Kongress, 06.05.2010

Wer entscheidet wie über Innovation?

Wer entscheidet wie über Innovation?

Ist es zentral gebündelte Kompetenz - beim GKV-Spitzenverband, Bundesausschuss und IQWiG -, die über Innovationen entscheiden soll? Oder sind es eher die Akteure, die dichter bei Patienten und Versicherten sind?

Von Helmut Laschet

Ausgerechnet das erste liberal geführte Bundesgesundheitsministerium hat eine ordnungspolitische Entscheidung getroffen, die den korporatistischen Monopolorganisationen, dem Gemeinsamen Bundesausschuss und dem GKV-Spitzenverband, noch mehr Macht gibt.

Sie bekommen zusätzlich das Instrument der Schnellbewertung für neue Arzneimittel in die Hand. Das Ziel ist: Binnen weniger Monate soll entschieden sein, ob ein neues Präparat echter Fortschritt ist oder nicht. Damit werden die Weichen für das Ausmaß der Erstattung durch die Krankenkassen einheitlich gestellt.
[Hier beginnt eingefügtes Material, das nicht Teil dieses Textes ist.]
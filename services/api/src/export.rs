use clap::Args;
use job_board::candidates::{CandidateExporter, CsvExport, EmployerId, SqliteCandidateRepository};
use job_board::config::{AppConfig, DatabaseConfig};
use job_board::db::create_pool;
use job_board::error::AppError;
use job_board::telemetry;
use std::io::Write;
use std::path::{Path, PathBuf};
use std::sync::Arc;
use tracing::info;

#[derive(Args, Debug)]
pub(crate) struct ExportArgs {
    /// Employer whose postings' applications are exported
    #[arg(long)]
    pub(crate) employer_id: i64,
    /// Write the CSV here instead of stdout
    #[arg(long)]
    pub(crate) output: Option<PathBuf>,
    /// Override DATABASE_URL
    #[arg(long)]
    pub(crate) database_url: Option<String>,
}

impl ExportArgs {
    fn database_config(&self, mut configured: DatabaseConfig) -> DatabaseConfig {
        if let Some(url) = &self.database_url {
            configured.url = url.clone();
        }
        configured
    }
}

pub(crate) async fn run_export(args: ExportArgs) -> Result<(), AppError> {
    let config = AppConfig::load()?;
    telemetry::init(&config.telemetry)?;

    let database = args.database_config(config.database);
    let export = export_from_database(&database, EmployerId(args.employer_id)).await?;
    write_export(&export, args.output.as_deref(), std::io::stdout().lock())?;

    if let Some(path) = &args.output {
        info!(path = %path.display(), rows = export.row_count, "candidate export written");
    }
    Ok(())
}

/// Run the export on a dedicated pool that is closed before returning, on success or failure.
pub(crate) async fn export_from_database(
    database: &DatabaseConfig,
    employer_id: EmployerId,
) -> Result<CsvExport, AppError> {
    let pool = create_pool(database).await?;
    let exporter = CandidateExporter::new(Arc::new(SqliteCandidateRepository::new(pool.clone())));
    let export = exporter.export(employer_id).await;
    pool.close().await;
    Ok(export?)
}

/// Write the document to `output` when given, otherwise to `stdout`. Only CSV bytes reach `stdout`.
pub(crate) fn write_export<W: Write>(
    export: &CsvExport,
    output: Option<&Path>,
    mut stdout: W,
) -> std::io::Result<()> {
    match output {
        Some(path) => std::fs::write(path, &export.body),
        None => {
            stdout.write_all(&export.body)?;
            stdout.flush()
        }
    }
}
Der Verband Forschender Arzneimittelhersteller (VFA) stellt diese Konstruktion der Schnellbewertung im Grundsatz nicht mehr in Frage. "Wir brauchen jetzt einen offenen und fairen Dialog über die Methodik", so VFA-Hauptgeschäftsführerin Cornelia Yzer. Ihr Widerpart ist Dr. Rainer Hess, der Vorsitzende des Gemeinsamen Bundesausschusses.

Für Hess kommt es darauf an, dass für die Hersteller die gesetzlichen Rahmenbedingungen so gestaltet werden, dass ein hoher Druck entsteht, möglichst rasch aussagefähige Daten zum Zusatznutzen neuer Medikamente zu liefern. Auch Verzögerungstaktik soll zum Risiko für die Hersteller werden.

Ganz anders - unter ordnungspolitischen Aspekten - kritisiert Franz Knieps, bei Ex-Bundesgesundheitsministerin Ulla Schmidt (SPD) lange Jahre Abteilungsleiter, das Eckpunktepapier zur Arzneiversorgung. Es sei nicht gut, keine Alternative zu haben. Statt alle Macht auf die Verbände-Monopole zu konzentrieren und sich so vom kleinsten gemeinsamen Nenner abhängig zu machen, seien pluralistische Lösungen und Lösungswege besser.

Knieps: "Bei den Verbänden und Korporationen ist der Fortschritt eine Schnecke. Die machen nicht das operationale Geschäft im Unterschied zu den eigentlichen Akteuren. Wenn Gott als erstes die Verbände geschaffen hätte, dann wäre es noch heute dunkel auf der Welt."